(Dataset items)
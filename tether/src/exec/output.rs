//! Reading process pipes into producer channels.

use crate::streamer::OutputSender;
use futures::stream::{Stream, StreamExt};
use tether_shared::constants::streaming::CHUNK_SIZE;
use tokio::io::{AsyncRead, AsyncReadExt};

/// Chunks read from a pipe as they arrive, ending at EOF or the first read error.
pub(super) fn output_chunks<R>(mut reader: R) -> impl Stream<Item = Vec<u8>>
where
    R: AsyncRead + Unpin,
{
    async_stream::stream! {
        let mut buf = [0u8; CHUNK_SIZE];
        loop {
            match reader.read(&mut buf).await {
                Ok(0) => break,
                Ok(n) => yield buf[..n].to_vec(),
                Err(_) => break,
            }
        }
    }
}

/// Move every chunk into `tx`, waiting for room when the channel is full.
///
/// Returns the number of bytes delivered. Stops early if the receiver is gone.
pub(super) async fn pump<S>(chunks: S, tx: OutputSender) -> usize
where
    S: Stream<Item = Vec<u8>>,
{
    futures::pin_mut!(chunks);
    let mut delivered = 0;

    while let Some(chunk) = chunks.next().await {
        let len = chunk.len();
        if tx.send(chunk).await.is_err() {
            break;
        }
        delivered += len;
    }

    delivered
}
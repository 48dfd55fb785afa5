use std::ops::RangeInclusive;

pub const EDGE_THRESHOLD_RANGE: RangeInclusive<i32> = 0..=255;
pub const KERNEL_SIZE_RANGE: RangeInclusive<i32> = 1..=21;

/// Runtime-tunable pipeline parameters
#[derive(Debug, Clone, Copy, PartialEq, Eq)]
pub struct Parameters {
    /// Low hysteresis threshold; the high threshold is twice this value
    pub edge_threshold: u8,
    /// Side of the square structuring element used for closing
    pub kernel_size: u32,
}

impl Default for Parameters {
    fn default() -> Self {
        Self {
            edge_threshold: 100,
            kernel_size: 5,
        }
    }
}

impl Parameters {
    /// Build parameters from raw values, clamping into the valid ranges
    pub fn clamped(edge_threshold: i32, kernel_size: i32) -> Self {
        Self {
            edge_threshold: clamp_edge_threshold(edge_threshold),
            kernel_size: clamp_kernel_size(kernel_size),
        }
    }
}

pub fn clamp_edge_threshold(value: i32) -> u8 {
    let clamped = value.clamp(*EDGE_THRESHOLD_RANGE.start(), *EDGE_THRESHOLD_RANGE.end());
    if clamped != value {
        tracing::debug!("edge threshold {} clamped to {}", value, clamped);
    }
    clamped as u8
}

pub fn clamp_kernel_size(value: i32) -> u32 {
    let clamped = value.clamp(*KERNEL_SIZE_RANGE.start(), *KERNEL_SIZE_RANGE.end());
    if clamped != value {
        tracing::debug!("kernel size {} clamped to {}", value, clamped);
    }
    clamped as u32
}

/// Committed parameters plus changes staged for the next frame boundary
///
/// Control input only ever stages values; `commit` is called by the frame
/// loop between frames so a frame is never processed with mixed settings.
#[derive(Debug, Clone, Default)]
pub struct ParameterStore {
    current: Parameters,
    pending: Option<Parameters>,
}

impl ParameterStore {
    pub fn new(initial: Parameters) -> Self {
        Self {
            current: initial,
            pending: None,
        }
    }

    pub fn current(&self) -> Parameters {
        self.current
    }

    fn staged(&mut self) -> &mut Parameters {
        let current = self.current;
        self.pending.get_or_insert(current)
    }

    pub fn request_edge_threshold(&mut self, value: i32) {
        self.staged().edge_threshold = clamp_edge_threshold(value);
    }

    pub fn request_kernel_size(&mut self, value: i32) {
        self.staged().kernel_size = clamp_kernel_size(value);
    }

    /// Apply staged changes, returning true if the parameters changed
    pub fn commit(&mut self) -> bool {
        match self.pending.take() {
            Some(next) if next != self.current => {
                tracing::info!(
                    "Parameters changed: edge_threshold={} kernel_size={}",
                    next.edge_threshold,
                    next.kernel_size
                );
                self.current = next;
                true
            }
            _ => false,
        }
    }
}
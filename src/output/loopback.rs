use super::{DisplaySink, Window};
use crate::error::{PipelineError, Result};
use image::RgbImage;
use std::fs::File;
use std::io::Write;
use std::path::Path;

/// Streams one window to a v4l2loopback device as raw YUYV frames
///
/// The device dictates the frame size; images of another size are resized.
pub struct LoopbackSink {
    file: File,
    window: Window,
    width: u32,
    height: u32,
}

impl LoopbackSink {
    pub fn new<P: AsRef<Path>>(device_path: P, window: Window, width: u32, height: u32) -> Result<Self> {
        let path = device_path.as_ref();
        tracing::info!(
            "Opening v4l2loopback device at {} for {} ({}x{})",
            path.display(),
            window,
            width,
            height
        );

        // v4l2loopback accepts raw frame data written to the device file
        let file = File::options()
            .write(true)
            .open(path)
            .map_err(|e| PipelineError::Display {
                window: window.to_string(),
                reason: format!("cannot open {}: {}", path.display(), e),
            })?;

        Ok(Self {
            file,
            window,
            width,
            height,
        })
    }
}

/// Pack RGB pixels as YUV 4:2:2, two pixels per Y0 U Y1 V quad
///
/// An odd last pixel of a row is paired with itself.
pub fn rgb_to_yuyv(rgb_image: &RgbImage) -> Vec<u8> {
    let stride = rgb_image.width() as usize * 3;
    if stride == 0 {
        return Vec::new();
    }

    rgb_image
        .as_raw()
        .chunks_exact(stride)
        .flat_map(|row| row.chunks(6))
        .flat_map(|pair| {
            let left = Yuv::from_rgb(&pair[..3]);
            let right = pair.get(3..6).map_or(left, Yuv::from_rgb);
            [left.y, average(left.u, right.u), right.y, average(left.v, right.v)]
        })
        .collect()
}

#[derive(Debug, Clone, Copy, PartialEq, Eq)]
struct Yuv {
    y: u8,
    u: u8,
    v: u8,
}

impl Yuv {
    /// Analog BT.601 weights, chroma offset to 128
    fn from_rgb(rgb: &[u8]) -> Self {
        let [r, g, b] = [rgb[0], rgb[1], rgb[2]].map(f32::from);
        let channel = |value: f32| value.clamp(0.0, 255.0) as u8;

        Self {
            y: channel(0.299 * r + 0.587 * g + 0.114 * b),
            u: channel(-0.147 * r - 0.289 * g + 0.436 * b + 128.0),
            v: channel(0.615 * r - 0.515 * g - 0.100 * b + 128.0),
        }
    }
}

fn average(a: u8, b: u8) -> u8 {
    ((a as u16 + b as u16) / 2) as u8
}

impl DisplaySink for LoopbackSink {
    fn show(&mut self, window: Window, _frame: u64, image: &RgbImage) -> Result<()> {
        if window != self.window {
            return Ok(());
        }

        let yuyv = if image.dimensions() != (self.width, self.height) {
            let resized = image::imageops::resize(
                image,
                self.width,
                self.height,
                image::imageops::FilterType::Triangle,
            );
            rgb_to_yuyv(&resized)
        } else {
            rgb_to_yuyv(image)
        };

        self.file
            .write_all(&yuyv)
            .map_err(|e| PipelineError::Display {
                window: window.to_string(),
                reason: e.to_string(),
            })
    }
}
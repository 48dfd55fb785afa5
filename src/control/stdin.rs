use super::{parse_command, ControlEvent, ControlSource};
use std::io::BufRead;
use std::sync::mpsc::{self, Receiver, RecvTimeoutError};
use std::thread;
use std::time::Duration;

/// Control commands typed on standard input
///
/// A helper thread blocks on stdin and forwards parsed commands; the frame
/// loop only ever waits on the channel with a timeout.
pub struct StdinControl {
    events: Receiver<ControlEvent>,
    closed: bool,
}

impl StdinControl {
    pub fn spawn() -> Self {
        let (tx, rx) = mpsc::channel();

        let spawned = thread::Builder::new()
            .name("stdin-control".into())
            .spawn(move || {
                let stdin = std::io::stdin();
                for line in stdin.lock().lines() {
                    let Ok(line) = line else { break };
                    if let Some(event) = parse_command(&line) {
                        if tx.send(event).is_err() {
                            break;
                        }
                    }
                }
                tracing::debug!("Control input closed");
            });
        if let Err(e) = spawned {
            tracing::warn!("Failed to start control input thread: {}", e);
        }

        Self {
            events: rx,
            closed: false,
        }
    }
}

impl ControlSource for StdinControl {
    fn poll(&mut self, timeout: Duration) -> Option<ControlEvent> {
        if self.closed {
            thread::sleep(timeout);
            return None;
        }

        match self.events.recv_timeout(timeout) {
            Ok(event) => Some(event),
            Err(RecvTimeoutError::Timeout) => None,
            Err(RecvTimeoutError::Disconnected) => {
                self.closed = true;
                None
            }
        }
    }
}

==

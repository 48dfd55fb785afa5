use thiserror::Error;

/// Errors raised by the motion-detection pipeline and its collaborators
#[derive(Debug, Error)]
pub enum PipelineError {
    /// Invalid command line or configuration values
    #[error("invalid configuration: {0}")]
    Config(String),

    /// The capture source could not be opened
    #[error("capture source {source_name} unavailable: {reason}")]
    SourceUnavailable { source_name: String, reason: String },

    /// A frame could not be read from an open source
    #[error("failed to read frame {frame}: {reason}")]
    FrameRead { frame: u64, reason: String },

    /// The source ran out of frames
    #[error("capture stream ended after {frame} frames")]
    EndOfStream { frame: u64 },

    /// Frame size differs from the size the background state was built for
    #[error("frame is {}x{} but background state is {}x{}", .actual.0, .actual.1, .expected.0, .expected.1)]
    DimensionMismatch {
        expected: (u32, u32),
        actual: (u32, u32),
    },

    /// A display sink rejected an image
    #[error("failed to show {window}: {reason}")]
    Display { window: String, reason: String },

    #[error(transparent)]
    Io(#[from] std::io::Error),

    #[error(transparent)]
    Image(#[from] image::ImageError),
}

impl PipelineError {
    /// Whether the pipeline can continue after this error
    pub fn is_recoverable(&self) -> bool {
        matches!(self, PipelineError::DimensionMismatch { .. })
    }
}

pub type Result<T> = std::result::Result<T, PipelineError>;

▶ **Work required**
Please copy each line of the records above in which the word "reader" can be found.

▶ **Answer for the task**
pub(super) fn output_chunks<R>(mut reader: R) -> impl Stream<Item = Vec<u8>>
            match reader.read(&mut buf).await {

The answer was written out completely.